→ Your instructions
From the line below that contains "use std::path::PathBuf;" to the line that contains "diagnostics stay quiet", repeat every line exactly, both ends included, and nothing else.

→ Recorded information
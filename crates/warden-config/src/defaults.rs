use std::path::PathBuf;

/// Default directory holding the handle record and captured output.
pub const DEFAULT_STATE_DIR: &str = ".warden";

/// Default log filter expression used by the binary.
///
/// The controller writes its results to stdout, so diagnostics stay quiet
/// unless an operator asks for them.
pub const DEFAULT_LOG_FILTER: &str = "warn";

/// Endpoint reported for the supervised service when none is configured.
pub const DEFAULT_SERVICE_ENDPOINT: &str = "http://localhost:5290";

/// Name used in operator-facing messages when none is configured.
pub const DEFAULT_SERVICE_NAME: &str = "service";

/// Grace interval between spawning the service and re-probing it.
pub const DEFAULT_STARTUP_GRACE_MS: u64 = 3_000;

/// Time allowed for the service to honour the graceful termination signal.
pub const DEFAULT_STOP_TIMEOUT_MS: u64 = 10_000;

/// Time allowed for the service to disappear after the forceful signal.
pub const DEFAULT_KILL_TIMEOUT_MS: u64 = 5_000;

/// Default log filter expression used by the binary.
pub fn default_log_filter() -> &'static str {
    DEFAULT_LOG_FILTER
}

/// Owned log filter value used where allocation is required (e.g. serde).
pub fn default_log_filter_string() -> String {
    DEFAULT_LOG_FILTER.to_owned()
}

/// Default logging format for the binary.
pub fn default_log_format() -> crate::logging::LogFormat {
    crate::logging::LogFormat::Compact
}

/// Default service display name.
pub fn default_service_name() -> String {
    DEFAULT_SERVICE_NAME.to_owned()
}

/// Default service endpoint.
pub fn default_service_endpoint() -> String {
    DEFAULT_SERVICE_ENDPOINT.to_owned()
}

/// Default location of the persisted handle record.
pub fn default_pid_file() -> PathBuf {
    PathBuf::from(DEFAULT_STATE_DIR).join("service.pid")
}

/// Default location of the captured service output.
pub fn default_log_file() -> PathBuf {
    PathBuf::from(DEFAULT_STATE_DIR).join("service.log")
}

/// Arguments appended to every asset compiler invocation by default.
pub fn default_asset_compiler_args() -> Vec<String> {
    vec![String::from("--minify")]
}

→ Exercise solution
use std::path::PathBuf;

/// Default directory holding the handle record and captured output.
pub const DEFAULT_STATE_DIR: &str = ".warden";

/// Default log filter expression used by the binary.
///
/// The controller writes its results to stdout, so diagnostics stay quiet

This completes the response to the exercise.